O
governo paulista e médicos se mobilizam para votar em setembro um
projeto de lei que formaliza no Hospital das Clínicas (HC) de São
Paulo o atendimento a
planos de saúde - sistema conhecido como "porta dupla". De
autoria do Executivo, o texto dá autonomia para a instituição criar
ou extinguir cargos e contratar funcionários pelo regime da
Consolidação das Leis do Trabalho (CLT). O Ministério Público
Estadual deve entrar com ação se a medida for aprovada.

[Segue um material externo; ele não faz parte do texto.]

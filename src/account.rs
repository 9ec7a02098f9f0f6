use serde::{Deserialize, Serialize};

use crate::error::SchwabError;
use crate::store::{read_required_string, DocumentRef, DocumentStore};

/// One entry of `GET /accounts/accountNumbers`.
#[derive(Debug, Clone, PartialEq, Eq, Serialize, Deserialize)]
#[serde(rename_all = "camelCase")]
pub struct AccountNumber {
    pub account_number: String,
    pub hash_value: String,
}

/// Authenticated trader API client bound to the first linked account.
pub struct AccountClient {
    client: reqwest::Client,
    base_url: String,
    access_token: String,
    account: AccountNumber,
}

impl std::fmt::Debug for AccountClient {
    fn fmt(&self, f: &mut std::fmt::Formatter<'_>) -> std::fmt::Result {
        f.debug_struct("AccountClient")
            .field("base_url", &self.base_url)
            .field("account", &self.account)
            .finish_non_exhaustive()
    }
}

impl AccountClient {
    /// Load the stored access token and resolve the account hash value.
    ///
    /// The token is used as stored; an expired token surfaces as
    /// [`SchwabError::AuthExpired`] and must be renewed out of band.
    pub async fn connect(
        store: &dyn DocumentStore,
        document: &DocumentRef,
        trader_base_url: &str,
    ) -> Result<Self, SchwabError> {
        let access_token = read_required_string(store, document, "access_token").await?;
        let client = reqwest::Client::new();
        let base_url = trader_base_url.trim_end_matches('/').to_string();

        let accounts = fetch_account_numbers(&client, &base_url, &access_token).await?;
        if accounts.len() > 1 {
            // Multi-account holders get the first account only.
            tracing::warn!(
                "{} accounts linked; using the first one returned",
                accounts.len()
            );
        }
        let account = accounts.into_iter().next().ok_or(SchwabError::NoAccounts)?;
        tracing::debug!("Resolved account hash value for account {}", account.account_number);

        Ok(Self {
            client,
            base_url,
            access_token,
            account,
        })
    }

    pub fn account_hash_value(&self) -> &str {
        &self.account.hash_value
    }

    pub fn account_number(&self) -> &str {
        &self.account.account_number
    }

    pub fn base_url(&self) -> &str {
        &self.base_url
    }

    /// A Bearer-authorised request against the trader API, for account-scoped calls.
    pub fn request(&self, method: reqwest::Method, path: &str) -> reqwest::RequestBuilder {
        let url = format!("{}/{}", self.base_url, path.trim_start_matches('/'));
        self.client.request(method, url).bearer_auth(&self.access_token)
    }
}

async fn fetch_account_numbers(
    client: &reqwest::Client,
    base_url: &str,
    access_token: &str,
) -> Result<Vec<AccountNumber>, SchwabError> {
    let url = format!("{base_url}/accounts/accountNumbers");
    let resp = client
        .get(&url)
        .bearer_auth(access_token)
        .send()
        .await
        .map_err(|e| SchwabError::http(&url, e))?;

    let status = resp.status();
    if status == reqwest::StatusCode::UNAUTHORIZED || status == reqwest::StatusCode::FORBIDDEN {
        return Err(SchwabError::AuthExpired(status.as_u16()));
    }
    if !status.is_success() {
        let body = resp.text().await.unwrap_or_default();
        return Err(SchwabError::http(&url, format!("status {status}: {body}")));
    }

    resp.json::<Vec<AccountNumber>>()
        .await
        .map_err(|e| SchwabError::http(&url, format!("failed to parse account numbers: {e}")))
}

O projeto, de autoria do ex-governador
Cláudio Lembo, passou por diversas modificações, mas manteve um dos
trechos mais polêmicos: o que permite a venda de
serviços de pesquisa e assistência por meio das fundações de
apoio do hospital. Argumenta-se que os recursos obtidos são
necessários para melhorar o serviço prestado ao Sistema Único de
Saúde (SUS).
José Otávio Auler Júnior, do Conselho
Deliberativo do HC, diz que nas duas portas a instituição oferece o
mesmo "tratamento de excelência". Porém, conforme mostrou
reportagem do jornal O Estado de S. Paulo em janeiro, o tempo de
espera pelo atendimento é bem diferente. No Incor, por exemplo,
enquanto pacientes do SUS aguarda até 14 meses por alguns
procedimentos, não há filas para
clientes de convênios. Hoje, cerca de 3% dos atendimentos são
particulares. A receita gerada - cerca de R$ 100 milhões -
corresponde a 9% do orçamento.
Auler Júnior revela que o projeto está
sendo mais uma vez modificado e a nova redação vai garantir que "a
vocação do HC é para o atendimento dos pacientes do SUS". O gestor
ressalta a necessidade de mais autonomia. "O atual plano de cargos
e salários é de 1977 e está desatualizado com a realidade atual da
medicina. Não prevê, por exemplo, perfis profissionais que surgiram
com o desenvolvimento tecnológico, fundamentais no ambiente
hospitalar
moderno", afirma.
Embora considere positiva a redução da
burocracia, a especialista em saúde pública Ligia Bahia aponta um
lado negativo dessa autonomia. "O hospital vai poder escolher quais
casos vai atender. Não fica mais obrigado a seguir o que a rede
pública determina. Poderá assumir um perfil que não é o mais
adequado."
Ligia diz que, no longo prazo, os
recursos trazidos pelos convênios não vão se reverter na expansão
da capacidade instalada. "E a privatização do hospital o afastará
das fontes públicas, especialmente do governo federal, que são
essenciais para investimentos de maior vulto."